The Bible gives a number of reasons why believers suffer. It speaks of common suffering, corrective suffering, constructive suffering, cosmic suffering, and Christ-glorifying suffering.
1. Common suffering. One thing the Bible says is that suffering is often just the common experience of human beings living in a fallen world. Perhaps Job said it best, observing, “Hardship does not spring from the soil, nor does trouble sprout from the ground. Yet man is born to trouble as surely as sparks fly upward” (Job 5:6-7).
Years ago one of the deacons of Tenth Presbyterian Church was sold on the value of health foods. His living room was filled with books on health and health diets. There were hundreds and hundreds of books, and they spilled out of the living room into the other rooms of the house. This man thought that if you ate right, drank the right herbal teas and took the right vitamins, probably you would live forever.
As he got older things began to go wrong with him physically in his middle eighties. His body didn’t function as well as it had done when he was forty, sixty, or even seventy. I remember visiting him on one occasion, and he said to me, somewhat plaintively, “I just can’t understand what’s gone wrong.”
I had to explain that as you get older, your health just declines. It is not because you have neglected to take care of yourself. It is not because you have sinned. It is just the natural course of life. This is one important category of human ills and suffering.
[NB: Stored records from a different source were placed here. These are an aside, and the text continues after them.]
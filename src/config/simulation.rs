//! Discovery simulation parameters

use crate::error::{Result, WraithError};
use rust_decimal::prelude::ToPrimitive;
use rust_decimal::Decimal;
use serde::{Deserialize, Serialize};
use std::time::Duration;

/// Half-open range `[min, max)` sampled at a fixed number of decimal places
#[derive(Debug, Clone, Copy, PartialEq, Serialize, Deserialize)]
pub struct DecimalRange {
    pub min: Decimal,
    pub max: Decimal,
    /// Decimal places kept when sampling
    pub scale: u32,
}

impl DecimalRange {
    pub const fn new(min: Decimal, max: Decimal, scale: u32) -> Self {
        Self { min, max, scale }
    }

    pub fn contains(&self, value: Decimal) -> bool {
        value >= self.min && value < self.max
    }

    /// Integer bounds of the sampling grid, `None` when they overflow `Decimal`
    pub fn grid_bounds(&self) -> Option<(i128, i128)> {
        if self.scale > 18 {
            return None;
        }
        let factor = Decimal::from(10u64.pow(self.scale));
        let low = self.min.checked_mul(factor)?.ceil().to_i128()?;
        let high = self.max.checked_mul(factor)?.ceil().to_i128()?;
        Some((low, high))
    }

    fn validate(&self, name: &str) -> Result<()> {
        if self.min >= self.max {
            return Err(WraithError::InvalidSimulation(format!(
                "{} range is empty: min {} must be below max {}",
                name, self.min, self.max
            )));
        }
        if self.scale > 18 {
            return Err(WraithError::InvalidSimulation(format!(
                "{} scale {} exceeds 18 decimal places",
                name, self.scale
            )));
        }
        match self.grid_bounds() {
            Some((low, high)) if high > low => Ok(()),
            Some(_) => Err(WraithError::InvalidSimulation(format!(
                "{} range [{}, {}) holds no value at {} decimal places",
                name, self.min, self.max, self.scale
            ))),
            None => Err(WraithError::InvalidSimulation(format!(
                "{} range [{}, {}) overflows at {} decimal places",
                name, self.min, self.max, self.scale
            ))),
        }
    }
}

/// Parameters of the randomized discovery scan
#[derive(Debug, Clone, PartialEq, Serialize, Deserialize)]
#[serde(default)]
pub struct SimulationConfig {
    /// Tick period in milliseconds
    pub tick_interval_ms: u64,

    /// Chance in `[0, 1]` that a tick discovers a token
    pub discovery_probability: f64,

    /// Fixed RNG seed for reproducible runs
    pub seed: Option<u64>,

    pub price: DecimalRange,
    pub price_change_24h: DecimalRange,
    pub liquidity: DecimalRange,
    pub whale_percentage: DecimalRange,

    /// Symbols are `TOKEN{n}` with `n` below this bound
    pub symbol_number_bound: u32,

    pub address_prefix: String,
    pub address_suffix_len: usize,
    pub token_name: String,
}

impl SimulationConfig {
    pub fn tick_interval(&self) -> Duration {
        Duration::from_millis(self.tick_interval_ms)
    }

    /// Convenience for tests and demos: fixed seed and discovery chance
    pub fn deterministic(seed: u64, discovery_probability: f64) -> Self {
        Self {
            seed: Some(seed),
            discovery_probability,
            ..Self::default()
        }
    }

    pub fn validate(&self) -> Result<()> {
        if self.tick_interval_ms == 0 {
            return Err(WraithError::InvalidSimulation(
                "Tick interval must be positive".to_string(),
            ));
        }

        if !(0.0..=1.0).contains(&self.discovery_probability) {
            return Err(WraithError::InvalidSimulation(format!(
                "Discovery probability must be between 0 and 1, got {}",
                self.discovery_probability
            )));
        }

        self.price.validate("price")?;
        self.price_change_24h.validate("price_change_24h")?;
        self.liquidity.validate("liquidity")?;
        self.whale_percentage.validate("whale_percentage")?;

        if self.symbol_number_bound == 0 {
            return Err(WraithError::InvalidSimulation(
                "Symbol number bound must be positive".to_string(),
            ));
        }

        if self.address_suffix_len == 0 {
            return Err(WraithError::InvalidSimulation(
                "Address suffix length must be positive".to_string(),
            ));
        }

        Ok(())
    }
}

impl Default for SimulationConfig {
    fn default() -> Self {
        Self {
            tick_interval_ms: crate::defaults::TICK_INTERVAL.as_millis() as u64,
            discovery_probability: crate::defaults::DISCOVERY_PROBABILITY,
            seed: None,
            price: DecimalRange::new(Decimal::ZERO, Decimal::from_parts(1, 0, 0, false, 3), 12),
            price_change_24h: DecimalRange::new(Decimal::from(-100), Decimal::from(100), 2),
            liquidity: DecimalRange::new(Decimal::from(10_000), Decimal::from(60_000), 2),
            whale_percentage: DecimalRange::new(Decimal::ZERO, Decimal::from(100), 2),
            symbol_number_bound: 1000,
            address_prefix: "SOL".to_string(),
            address_suffix_len: 6,
            token_name: "New Token".to_string(),
        }
    }
}
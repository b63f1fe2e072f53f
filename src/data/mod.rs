//! State shapes held by the bot engine and published to the dashboard

use crate::config::BotConfig;
use serde::{Deserialize, Serialize};
use std::collections::VecDeque;
use std::str::FromStr;

pub mod notification;
pub mod status;
pub mod token;
pub mod transaction;
pub mod wallet;

pub use notification::{Notification, NotificationType};
pub use status::{BotMode, BotStatus};
pub use token::{TokenData, TokenStatus};
pub use transaction::{TradeOutcome, Transaction, TransactionStatus, TransactionType};
pub use wallet::WalletInfo;

/// Supported chains
#[derive(Debug, Clone, Copy, Hash, PartialEq, Eq, Default, Serialize, Deserialize)]
#[serde(rename_all = "lowercase")]
pub enum Chain {
    #[default]
    Solana,
}

impl Chain {
    pub fn as_str(&self) -> &'static str {
        match self {
            Chain::Solana => "solana",
        }
    }
}

impl std::fmt::Display for Chain {
    fn fmt(&self, f: &mut std::fmt::Formatter<'_>) -> std::fmt::Result {
        f.write_str(self.as_str())
    }
}

impl FromStr for Chain {
    type Err = String;

    fn from_str(s: &str) -> std::result::Result<Self, Self::Err> {
        match s.to_ascii_lowercase().as_str() {
            "solana" | "sol" => Ok(Chain::Solana),
            other => Err(format!("Unsupported chain: {}", other)),
        }
    }
}

/// Complete snapshot of the dashboard state.
///
/// Tokens and notifications are ordered newest first.
#[derive(Debug, Clone, PartialEq, Serialize, Deserialize)]
pub struct BotState {
    pub status: BotStatus,
    pub config: BotConfig,
    pub tokens: VecDeque<TokenData>,
    pub transactions: Vec<Transaction>,
    pub notifications: VecDeque<Notification>,
    pub wallets: Vec<WalletInfo>,
}

impl BotState {
    pub fn new(config: BotConfig) -> Self {
        Self {
            status: BotStatus::default(),
            config,
            tokens: VecDeque::new(),
            transactions: Vec::new(),
            notifications: VecDeque::new(),
            wallets: Vec::new(),
        }
    }

    /// Number of notifications not yet marked as read
    pub fn unread_notifications(&self) -> usize {
        self.notifications.iter().filter(|n| !n.read).count()
    }

    /// Wallet connected on the given chain, if any
    pub fn wallet_for(&self, chain: Chain) -> Option<&WalletInfo> {
        self.wallets.iter().find(|w| w.chain == chain)
    }

    /// Look up a discovered token by address
    pub fn token(&self, address: &str) -> Option<&TokenData> {
        self.tokens.iter().find(|t| t.address == address)
    }

    /// Serialize the snapshot for presentation code
    pub fn to_json(&self) -> crate::Result<String> {
        Ok(serde_json::to_string_pretty(self)?)
    }
}

impl Default for BotState {
    fn default() -> Self {
        Self::new(BotConfig::default())
    }
}

#[cfg(test)]
mod tests {
    use super::*;
    use chrono::Utc;
    use rust_decimal::Decimal;

    #[test]
    fn test_chain_parsing() {
        assert_eq!("solana".parse::<Chain>().unwrap(), Chain::Solana);
        assert_eq!("SOL".parse::<Chain>().unwrap(), Chain::Solana);
        assert!("ethereum".parse::<Chain>().is_err());
        assert_eq!(Chain::Solana.to_string(), "solana");
    }

    #[test]
    fn test_default_state_is_empty_and_idle() {
        let state = BotState::default();
        assert!(!state.status.is_running);
        assert_eq!(state.status.mode, BotMode::Idle);
        assert!(state.tokens.is_empty());
        assert!(state.notifications.is_empty());
        assert!(state.wallets.is_empty());
        assert_eq!(state.unread_notifications(), 0);
    }

    #[test]
    fn test_wallet_lookup_and_unread_count() {
        let mut state = BotState::default();
        state.wallets.push(WalletInfo {
            address: "abc".to_string(),
            chain: Chain::Solana,
            balance: Decimal::ONE,
            connected_at: Utc::now(),
        });
        let mut read = Notification::new(NotificationType::Success, "Bought", "ok");
        read.read = true;
        state.notifications.push_front(read);
        state
            .notifications
            .push_front(Notification::new(NotificationType::Info, "Found", "new"));

        assert_eq!(state.wallet_for(Chain::Solana).unwrap().address, "abc");
        assert_eq!(state.unread_notifications(), 1);
    }

    #[test]
    fn test_snapshot_json_field_names() {
        let json = BotState::default().to_json().unwrap();
        assert!(json.contains("\"is_running\": false"));
        assert!(json.contains("\"mode\": \"idle\""));
        assert!(json.contains("\"current_chain\": \"solana\""));
    }
}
2. Corrective suffering. Another explanation that the Bible gives for suffering is that it can be corrective. That is, when we go astray God sometimes brings hard things into our lives to bring us to our senses. That is why I wrote a moment ago that when bad things come, one of the questions we must ask ourselves is whether we have done wrong and whether God is bringing the hardship into our lives to draw us up short so we will get off the wrong path and back onto the right one. Hebrews 12:5-11 describes it this way:
You have forgotten that word of encouragement that addresses you as sons: ‘My son, do not make light of the Lord’s discipline, and do not lose heart when he rebukes you, because the Lord disciplines those he loves, and he punishes everyone he accepts as a son.’ Endure hardship as discipline; God is treating you as sons. For what son is not disciplined by his father? If you are not disciplined (and everyone undergoes discipline), then you are illegitimate children and not true sons. Moreover, we have all had human fathers who disciplined us and we respected them for it. How much more should we submit to the Father of our spirits and live! Our fathers disciplined us for a little while as they thought best; but God disciplines us for our good, that we may share in his holiness. No discipline seems pleasant at the time, but painful. Later on, however, it produces a harvest of righteousness and peace for those who have been trained by it.
3. Constructive suffering. The third kind of suffering the Bible talks about is constructive. That is, God develops character by what we suffer. Romans 5:3-4 says, “Suffering produces perseverance; perseverance, character; and character, hope.” That is what suffering does. It produces perseverance and other things besides. The hard things that come into our lives build character.